Three Tips for Successful AI Pilots in Expense and Travel Management

OK, you’re about to launch your company’s first AI pilot focused on travel and expense management. You’ve carefully vetted the providers, chosen an important, high-potential area of focus, and lined up the business units to test in. What could possibly go wrong? 

Short answer: pretty much everything. 

Less snarky answer: there are a few key areas that can make or break the success of your pilot. The stakes are high, not only for this project but as an initial test of AI itself. Here are a few critical issues to nail down right from the start. 

1. Ensure Data Quality and Relevance 

Data is the lifeblood of any AI system. Ensuring that your data is relevant, substantial, cleansed, and normalized is essential for the success of your AI pilot. 

Relevance: Make sure the data you use is directly related to the problem you’re trying to solve. For instance, if you’re piloting an AI tool for expense management, use data from past expense reports, including categories, amounts, dates, and notes. 
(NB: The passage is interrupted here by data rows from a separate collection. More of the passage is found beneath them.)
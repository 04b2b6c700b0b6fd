use chrono::{DateTime, Utc};
use serde::{Deserialize, Serialize};

use crate::record::{MemoryRecord, MemoryType};

/// Filter recognised by `StorageAdapter::list` (spec.md §4.2).
#[derive(Debug, Clone, Default, Serialize, Deserialize)]
pub struct StorageFilter {
    pub tenant_id: Option<String>,
    pub agent_id: Option<String>,
    pub memory_type: Option<MemoryType>,
    pub min_importance: Option<f32>,
    pub since: Option<DateTime<Utc>>,
    pub until: Option<DateTime<Utc>>,
    pub offset: usize,
    pub limit: usize,
}

impl StorageFilter {
    pub fn for_tenant(tenant_id: impl Into<String>) -> Self {
        Self {
            tenant_id: Some(tenant_id.into()),
            ..Default::default()
        }
    }

    pub fn matches(&self, record: &MemoryRecord) -> bool {
        if let Some(tenant_id) = &self.tenant_id {
            if &record.tenant_id != tenant_id {
                return false;
            }
        }
        if let Some(agent_id) = &self.agent_id {
            if record.agent_id.as_deref() != Some(agent_id.as_str()) {
                return false;
            }
        }
        if let Some(memory_type) = &self.memory_type {
            if &record.memory_type != memory_type {
                return false;
            }
        }
        if let Some(min_importance) = self.min_importance {
            if record.importance < min_importance {
                return false;
            }
        }
        if let Some(since) = self.since {
            if record.created_at < since {
                return false;
            }
        }
        if let Some(until) = self.until {
            if record.created_at > until {
                return false;
            }
        }
        true
    }
}

/// Query carried into `VectorStore::search` (spec.md §4.3).
#[derive(Debug, Clone, Serialize, Deserialize)]
pub struct VectorQuery {
    pub text: String,
    pub tenant_id: Option<String>,
    pub agent_id: Option<String>,
    pub memory_type: Option<MemoryType>,
    pub limit: usize,
    pub threshold: f32,
    pub include_context: bool,
    pub time_decay: bool,
}

impl VectorQuery {
    pub fn new(text: impl Into<String>, tenant_id: impl Into<String>) -> Self {
        Self {
            text: text.into(),
            tenant_id: Some(tenant_id.into()),
            agent_id: None,
            memory_type: None,
            limit: 10,
            threshold: 0.7,
            include_context: false,
            time_decay: false,
        }
    }

    pub fn matches_filters(&self, record: &MemoryRecord) -> bool {
        if let Some(tenant_id) = &self.tenant_id {
            if &record.tenant_id != tenant_id {
                return false;
            }
        }
        if let Some(agent_id) = &self.agent_id {
            if record.agent_id.as_deref() != Some(agent_id.as_str()) {
                return false;
            }
        }
        if let Some(memory_type) = &self.memory_type {
            if &record.memory_type != memory_type {
                return false;
            }
        }
        true
    }
}

#[derive(Debug, Clone, Serialize, Deserialize)]
pub struct VectorResult {
    pub record: MemoryRecord,
    pub score: f32,
}
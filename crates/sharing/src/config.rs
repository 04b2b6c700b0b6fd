use std::time::Duration;

/// How aggressively updates propagate to replicas (spec.md §4.10).
#[derive(Debug, Clone, Copy, PartialEq, Eq)]
pub enum ReplicationStrategy {
    Immediate,
    Lazy,
    OnDemand,
    Smart,
}

#[derive(Debug, Clone)]
pub struct SharingConfig {
    pub max_replicas: usize,
    pub access_cache_ttl: Duration,
    pub replication_strategy: ReplicationStrategy,
    /// Window used by the relevance formula's recency term (spec.md §4.10).
    pub relevance_max_age_days: i64,
}

impl Default for SharingConfig {
    fn default() -> Self {
        Self {
            max_replicas: 8,
            access_cache_ttl: Duration::from_secs(60),
            replication_strategy: ReplicationStrategy::Immediate,
            relevance_max_age_days: 30,
        }
    }
}
//! Storage Adapter (spec.md §4.2): durable `K -> MemoryRecord` persistence
//! with filters, pagination, and tenant-scoped clearing.

pub mod error;
pub mod file;
pub mod in_memory;
pub mod stub;

pub use error::StorageError;
pub use file::FileAdapter;
pub use in_memory::InMemoryAdapter;
pub use stub::StubAdapter;

use async_trait::async_trait;

use agentmem_model::{MemoryRecord, RecordPatch, StorageFilter};

/// Contract implemented by every storage back-end. `update`/`delete` are
/// no-ops (not errors) when the id is absent, per spec.md §4.2.
#[async_trait]
pub trait StorageAdapter: Send + Sync {
    async fn store(&self, record: MemoryRecord) -> Result<(), StorageError>;
    async fn retrieve(&self, id: &str) -> Result<Option<MemoryRecord>, StorageError>;
    async fn update(&self, id: &str, patch: RecordPatch) -> Result<(), StorageError>;
    async fn delete(&self, id: &str) -> Result<bool, StorageError>;
    async fn list(&self, filter: &StorageFilter) -> Result<Vec<MemoryRecord>, StorageError>;
    /// Deletes all records for `tenant_id`, or every record when `None`.
    /// Returns the number of records removed.
    async fn clear(&self, tenant_id: Option<&str>) -> Result<usize, StorageError>;
}

/// Sorts by `created_at` descending, then paginates by `(offset, limit)`.
/// `limit == 0` means unlimited, matching the "0 means unlimited" idiom used
/// elsewhere in this workspace for per-tier/per-query caps.
pub fn sort_and_paginate(mut records: Vec<MemoryRecord>, offset: usize, limit: usize) -> Vec<MemoryRecord> {
    records.sort_by(|a, b| b.created_at.cmp(&a.created_at));
    let start = offset.min(records.len());
    records.drain(..start);
    if limit > 0 && records.len() > limit {
        records.truncate(limit);
    }
    records
}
Volume: Ensure you have a large enough dataset to train and test the AI effectively. A small dataset may lead to biased or inaccurate results. 

Cleansing and Normalization: Cleanse your data to remove errors, duplicates, and irrelevant information. Normalize the data to ensure consistency, such as using a standard format for dates and currency. 

Compliance and Privacy: Verify that your data handling practices comply with relevant regulations, such as GDPR or CCPA, and ensure the privacy of sensitive information. 

2. Define Clear, Measurable Goals 

People tend to think AI is a cure-all and will solve all related issues at minimal cost. Do the reality check early by limiting scope and expectations more narrowly. Be sure to have a small set of success measures with a baseline measure of current performance to improve upon. These generally fall into three simple categories with one or two metrics per category, max: 

Customer Impact: Net Promoter Score or satisfaction, conversion rate/abandoned carts 

Operational Impact: Number of touches, average handle time, quality (error rate or rework) 

Financial Impact: Cost per transaction, ROI, reduction in debit memos, refunds or penalties 

3. Engage Stakeholders Early and Often 

AI, whether it is machine learning or generative AI, depends on training the model through continuous iterations. While more and more of this is done programmatically, be sure to get some old-fashioned human intelligence to balance the artificial kind. Talk to your users, tech teams, internal and external business partners with a mix of specific questions and free form feedback. The tools are so flexible and fast, that this input can be acted on very quickly. That means you can track the impact of changes along the way, compressing multiple enhancements into a single pilot. This gives the added advantage of seeing the impact of the feedback in your metrics. 

Feedback Loops: Create formal mechanisms for continuous feedback from users. This can include regular check-ins, in-app feedback, and focus groups. 

Informal Feedback: 1:1 casual check-ins will provide deeper insights and give a feel for the emotional as well as technical impact. 

Working these approaches into your pilot complements all the rigor of piloting: careful definition of the problem to be solved, technical definitions, identifying the pilot, project execution and agile development throughout the test. And they can give your pilot the boost it needs to get the best results and create momentum for the broader rollout.